Она знала, что это всего лишь сон, навеянный не спокойным днём, километрами потраченных нервов, и усталостью после вечерних лекций в институте.
К тому же, стоит только ей покрепче прижаться к этой сильной, мускулистой груди, почувствовать руку, которая обнимает её за плечи, и все тревоги проходят, растворяются в тумане. Она чувствует тепло, такое долгожданное для замёрзшего тела; она чувствует тяжесть его головы на своей макушке; чувствует, как его дыхание тревожит выбившуюся из-под шапки прядь её волос – чувствует силу его жизни, и ей хочется жить самой.
Только жить не в постоянной беготне на работу или в институт, а жить где-то в облаках, на краю той самой вечной любви, в просторных залах воздушного замка. Бегать по сугробам зимой, и брызгаться водой из речки летом. Смотреть на бесконечный мир звёзд по ночам, и погружаться на дно солнечного моря днём. Вдыхать розовый зефир счастья; дышать полями, заросшими полынью и ромашками; и выдыхать мыльные пузыри, если конечно они сделают хоть кого-нибудь настолько же лёгким и счастливым, какой была она в этом сне.

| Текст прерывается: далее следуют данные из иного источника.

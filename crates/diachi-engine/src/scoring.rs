//! String similarity scoring for potential extraction.
//!
//! Phase 2 scores every (n-gram, row) pair with a two-signal ensemble:
//! an order-invariant token-sort ratio and a plain normalized Levenshtein
//! similarity. Token-sort catches reordered names ("ha noi ba dinh" vs
//! "ba dinh ha noi"); Levenshtein catches typos and dropped characters.

use diachi_core::EnsembleWeights;

/// Normalized Levenshtein similarity in [0, 1]. 1.0 means identical.
pub fn levenshtein_normalized(a: &str, b: &str) -> f64 {
    if a.is_empty() || b.is_empty() {
        return 0.0;
    }
    if a == b {
        return 1.0;
    }
    strsim::normalized_levenshtein(a, b)
}

/// Order-invariant similarity: sort the whitespace tokens of both sides,
/// rejoin, then compare with normalized Levenshtein.
pub fn token_sort_ratio(a: &str, b: &str) -> f64 {
    if a.is_empty() || b.is_empty() {
        return 0.0;
    }

    let sort_join = |s: &str| -> String {
        let mut tokens: Vec<&str> = s.split_whitespace().collect();
        tokens.sort_unstable();
        tokens.join(" ")
    };

    levenshtein_normalized(&sort_join(a), &sort_join(b))
}

/// Weighted ensemble of token-sort ratio and normalized Levenshtein.
pub fn ensemble_score(a: &str, b: &str, weights: &EnsembleWeights) -> f64 {
    if a.is_empty() || b.is_empty() {
        return 0.0;
    }

    let token_score = token_sort_ratio(a, b);
    let lev_score = levenshtein_normalized(a, b);

    token_score * weights.token_sort + lev_score * weights.levenshtein
}

#[cfg(test)]
mod tests {
    use super::*;

    fn weights() -> EnsembleWeights {
        EnsembleWeights::default()
    }

    #[test]
    fn identical_strings_score_one() {
        assert!((ensemble_score("ba dinh", "ba dinh", &weights()) - 1.0).abs() < 1e-9);
        assert!((levenshtein_normalized("co nhue 1", "co nhue 1") - 1.0).abs() < 1e-9);
    }

    #[test]
    fn empty_strings_score_zero() {
        assert_eq!(ensemble_score("", "ba dinh", &weights()), 0.0);
        assert_eq!(ensemble_score("ba dinh", "", &weights()), 0.0);
        assert_eq!(token_sort_ratio("", ""), 0.0);
    }

    #[test]
    fn token_sort_is_order_invariant() {
        let forward = token_sort_ratio("ba dinh ha noi", "ha noi ba dinh");
        assert!((forward - 1.0).abs() < 1e-9);
    }

    #[test]
    fn single_edit_scores_high() {
        // "ba din" vs "ba dinh": one dropped character out of seven.
        let score = ensemble_score("ba din", "ba dinh", &weights());
        assert!(score > 0.85, "got {score}");
        assert!(score < 1.0);
    }

    #[test]
    fn unrelated_names_score_low() {
        let score = ensemble_score("dien bien", "hong hai", &weights());
        assert!(score < 0.5, "got {score}");
    }

    #[test]
    fn ensemble_between_component_scores() {
        let a = "dien bien ba dinh";
        let b = "ba dinh dien bien";
        let token = token_sort_ratio(a, b);
        let lev = levenshtein_normalized(a, b);
        let ensemble = ensemble_score(a, b, &weights());
        assert!(ensemble <= token.max(lev) + 1e-9);
        assert!(ensemble >= token.min(lev) - 1e-9);
    }

    #[test]
    fn missing_space_still_matches() {
        // "hanoi" vs "ha noi": the letter-digit and separator rules cannot
        // help here; the ensemble alone has to carry it.
        let score = ensemble_score("hanoi", "ha noi", &weights());
        assert!(score > 0.8, "got {score}");
    }
}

Её обдувал ветерок странствий, её дух был способен путешествовать среди высоких башен старинных замков, и среди гибких осин весеннего леса неизвестной доселе планеты.

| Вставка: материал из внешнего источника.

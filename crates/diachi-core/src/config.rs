//! Engine configuration.
//!
//! All tunables recognized by the matching pipeline, with defaults from
//! [`crate::defaults`]. Read from environment variables on construction via
//! [`EngineConfig::from_env`] (no restart semantics — the config is captured
//! when the pipeline is built).

use serde::{Deserialize, Serialize};

use crate::defaults;
use crate::error::{Error, Result};
use crate::models::AdminLevel;

/// Weights of the two similarity signals in the Phase 2 ensemble score.
#[derive(Debug, Clone, Copy, Serialize, Deserialize)]
pub struct EnsembleWeights {
    pub token_sort: f64,
    pub levenshtein: f64,
}

impl Default for EnsembleWeights {
    fn default() -> Self {
        Self {
            token_sort: defaults::ENSEMBLE_WEIGHT_TOKEN_SORT,
            levenshtein: defaults::ENSEMBLE_WEIGHT_LEVENSHTEIN,
        }
    }
}

/// Candidate breadth per level entering Phase 3 assembly.
#[derive(Debug, Clone, Copy, Serialize, Deserialize)]
pub struct TopKPerLevel {
    pub province: usize,
    pub district: usize,
    pub ward: usize,
}

impl Default for TopKPerLevel {
    fn default() -> Self {
        Self {
            province: defaults::TOP_K_PROVINCE,
            district: defaults::TOP_K_DISTRICT,
            ward: defaults::TOP_K_WARD,
        }
    }
}

/// Configuration for the address matching pipeline.
#[derive(Debug, Clone, Serialize, Deserialize)]
pub struct EngineConfig {
    /// Minimum adjusted Phase 2 score for a province potential.
    pub fuzzy_threshold_province: f64,
    /// Minimum adjusted Phase 2 score for a district potential.
    pub fuzzy_threshold_district: f64,
    /// Minimum adjusted Phase 2 score for a ward potential.
    pub fuzzy_threshold_ward: f64,
    /// Ensemble weights (token-sort, levenshtein).
    pub ensemble_weights: EnsembleWeights,
    /// Multiplier for 1-2 digit numerics preceded by an admin keyword.
    pub numeric_keyword_bonus: f64,
    /// Multiplier for 1-2 digit numerics without a preceding keyword.
    pub numeric_no_keyword_penalty: f64,
    /// Local confidence below which the external geocoder is consulted.
    pub external_threshold: f64,
    /// Geocoder hard timeout in milliseconds.
    pub external_timeout_ms: u64,
    /// Candidate breadth per level.
    pub top_k_per_level: TopKPerLevel,
    /// Score band within which numeric-ward ties are retained.
    pub disambiguation_band: f64,
    /// Phase 1 normalization LRU capacity.
    pub normalize_cache_size: usize,
    /// Abbreviation dictionary LRU capacity.
    pub abbreviation_cache_size: usize,
}

impl Default for EngineConfig {
    fn default() -> Self {
        Self {
            fuzzy_threshold_province: defaults::FUZZY_THRESHOLD_PROVINCE,
            fuzzy_threshold_district: defaults::FUZZY_THRESHOLD_DISTRICT,
            fuzzy_threshold_ward: defaults::FUZZY_THRESHOLD_WARD,
            ensemble_weights: EnsembleWeights::default(),
            numeric_keyword_bonus: defaults::NUMERIC_KEYWORD_BONUS,
            numeric_no_keyword_penalty: defaults::NUMERIC_NO_KEYWORD_PENALTY,
            external_threshold: defaults::EXTERNAL_THRESHOLD,
            external_timeout_ms: defaults::EXTERNAL_TIMEOUT_MS,
            top_k_per_level: TopKPerLevel::default(),
            disambiguation_band: defaults::DISAMBIGUATION_BAND,
            normalize_cache_size: defaults::NORMALIZE_CACHE_SIZE,
            abbreviation_cache_size: defaults::ABBREVIATION_CACHE_SIZE,
        }
    }
}

impl EngineConfig {
    /// Create a configuration with default values.
    pub fn new() -> Self {
        Self::default()
    }

    /// Load configuration from `DIACHI_*` environment variables with
    /// fallback to defaults. Invalid values are logged and ignored.
    pub fn from_env() -> Self {
        let mut config = Self::default();

        fn env_f64(name: &str) -> Option<f64> {
            match std::env::var(name) {
                Ok(val) => match val.parse::<f64>() {
                    Ok(v) => Some(v),
                    Err(_) => {
                        tracing::warn!(var = name, value = %val, "Invalid float env var, using default");
                        None
                    }
                },
                Err(_) => None,
            }
        }

        if let Some(v) = env_f64("DIACHI_FUZZY_THRESHOLD_PROVINCE") {
            config.fuzzy_threshold_province = v.clamp(0.0, 1.0);
        }
        if let Some(v) = env_f64("DIACHI_FUZZY_THRESHOLD_DISTRICT") {
            config.fuzzy_threshold_district = v.clamp(0.0, 1.0);
        }
        if let Some(v) = env_f64("DIACHI_FUZZY_THRESHOLD_WARD") {
            config.fuzzy_threshold_ward = v.clamp(0.0, 1.0);
        }
        if let Some(v) = env_f64("DIACHI_EXTERNAL_THRESHOLD") {
            config.external_threshold = v.clamp(0.0, 1.0);
        }
        if let Ok(val) = std::env::var("DIACHI_EXTERNAL_TIMEOUT_MS") {
            if let Ok(v) = val.parse::<u64>() {
                config.external_timeout_ms = v;
            }
        }
        if let Some(v) = env_f64("DIACHI_DISAMBIGUATION_BAND") {
            config.disambiguation_band = v.clamp(0.0, 1.0);
        }

        config
    }

    /// Set the ensemble weights.
    pub fn with_ensemble_weights(mut self, token_sort: f64, levenshtein: f64) -> Self {
        self.ensemble_weights = EnsembleWeights {
            token_sort,
            levenshtein,
        };
        self
    }

    /// Set the fuzzy threshold for one level.
    pub fn with_threshold(mut self, level: AdminLevel, threshold: f64) -> Self {
        match level {
            AdminLevel::Province => self.fuzzy_threshold_province = threshold,
            AdminLevel::District => self.fuzzy_threshold_district = threshold,
            AdminLevel::Ward => self.fuzzy_threshold_ward = threshold,
            AdminLevel::Street => {}
        }
        self
    }

    /// Set the external geocoder threshold.
    pub fn with_external_threshold(mut self, threshold: f64) -> Self {
        self.external_threshold = threshold;
        self
    }

    /// Set the geocoder timeout.
    pub fn with_external_timeout_ms(mut self, ms: u64) -> Self {
        self.external_timeout_ms = ms;
        self
    }

    /// Set the per-level candidate breadth.
    pub fn with_top_k(mut self, province: usize, district: usize, ward: usize) -> Self {
        self.top_k_per_level = TopKPerLevel {
            province,
            district,
            ward,
        };
        self
    }

    /// Fuzzy threshold for a level. Streets have no threshold (emitted at
    /// fixed score); callers must not ask for one.
    pub fn threshold_for(&self, level: AdminLevel) -> f64 {
        match level {
            AdminLevel::Province => self.fuzzy_threshold_province,
            AdminLevel::District => self.fuzzy_threshold_district,
            AdminLevel::Ward => self.fuzzy_threshold_ward,
            AdminLevel::Street => 0.0,
        }
    }

    /// Validate internal consistency.
    pub fn validate(&self) -> Result<()> {
        let weight_sum = self.ensemble_weights.token_sort + self.ensemble_weights.levenshtein;
        if (weight_sum - 1.0).abs() > 1e-9 {
            return Err(Error::Config(format!(
                "ensemble weights must sum to 1.0, got {weight_sum}"
            )));
        }
        for (name, v) in [
            ("fuzzy_threshold_province", self.fuzzy_threshold_province),
            ("fuzzy_threshold_district", self.fuzzy_threshold_district),
            ("fuzzy_threshold_ward", self.fuzzy_threshold_ward),
            ("external_threshold", self.external_threshold),
            ("disambiguation_band", self.disambiguation_band),
        ] {
            if !(0.0..=1.0).contains(&v) {
                return Err(Error::Config(format!("{name} must be in [0, 1], got {v}")));
            }
        }
        if self.top_k_per_level.province == 0
            || self.top_k_per_level.district == 0
            || self.top_k_per_level.ward == 0
        {
            return Err(Error::Config("top_k_per_level must be non-zero".to_string()));
        }
        Ok(())
    }
}

#[cfg(test)]
mod tests {
    use super::*;

    #[test]
    fn default_config_is_valid() {
        let config = EngineConfig::default();
        assert!(config.validate().is_ok());
        assert!((config.fuzzy_threshold_province - 0.88).abs() < f64::EPSILON);
        assert!((config.fuzzy_threshold_district - 0.85).abs() < f64::EPSILON);
        assert!((config.fuzzy_threshold_ward - 0.80).abs() < f64::EPSILON);
        assert_eq!(config.external_timeout_ms, 2000);
        assert_eq!(config.top_k_per_level.province, 3);
        assert_eq!(config.top_k_per_level.district, 3);
        assert_eq!(config.top_k_per_level.ward, 5);
    }

    #[test]
    fn threshold_for_level() {
        let config = EngineConfig::default();
        assert!(
            config.threshold_for(AdminLevel::Province)
                > config.threshold_for(AdminLevel::District)
        );
        assert!(
            config.threshold_for(AdminLevel::District) > config.threshold_for(AdminLevel::Ward)
        );
    }

    #[test]
    fn invalid_weights_rejected() {
        let config = EngineConfig::default().with_ensemble_weights(0.9, 0.9);
        assert!(config.validate().is_err());
    }

    #[test]
    fn out_of_range_threshold_rejected() {
        let config = EngineConfig::default().with_threshold(AdminLevel::Ward, 1.5);
        assert!(config.validate().is_err());
    }

    #[test]
    fn builder_chain() {
        let config = EngineConfig::new()
            .with_top_k(2, 2, 4)
            .with_external_threshold(0.5)
            .with_external_timeout_ms(500);
        assert_eq!(config.top_k_per_level.ward, 4);
        assert!((config.external_threshold - 0.5).abs() < f64::EPSILON);
        assert_eq!(config.external_timeout_ms, 500);
    }
}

Она перемещалась на какой-то пиратский корабль; его чёрные паруса раздувались по её команде; она была там настоящим морским волком и смело карабкалась вверх по верёвочным лестницам, видя снизу свой собственный развевающийся плащ. А там, наверху, она устраивалась в «вороньем гнезде», сдвигала свою треуголку на затылок, и смотрела в подзорную трубу. И видела в ней лицо своего возлюбленного – наконец видела его целиком и полностью, а не только очерченные провалами вакуума зрачки, в которых пропадает всё живое.
Он бежал следом за ней, протягивал к ней руки, смеялся чему-то, сгребал её в охапку, и они падали в тёплую бирюзовую воду, поднимались и начинали брызгать друг в друга водой, пока вдруг не оказывались лежащими на розовом покрывале посреди безгоризонтного белоснежного песчаного пляжа. Она чувствовала на своей коже обжигающие лучи солнца, и тут же понимала, что это вовсе не солнце. Это он, её любовь, сжимает её в своих объятиях, овладевает ей с решимостью хозяина гарема, но ей это нравится. Она не сдерживает стона на губах и на границе белого неба над её головой слышатся странные слова.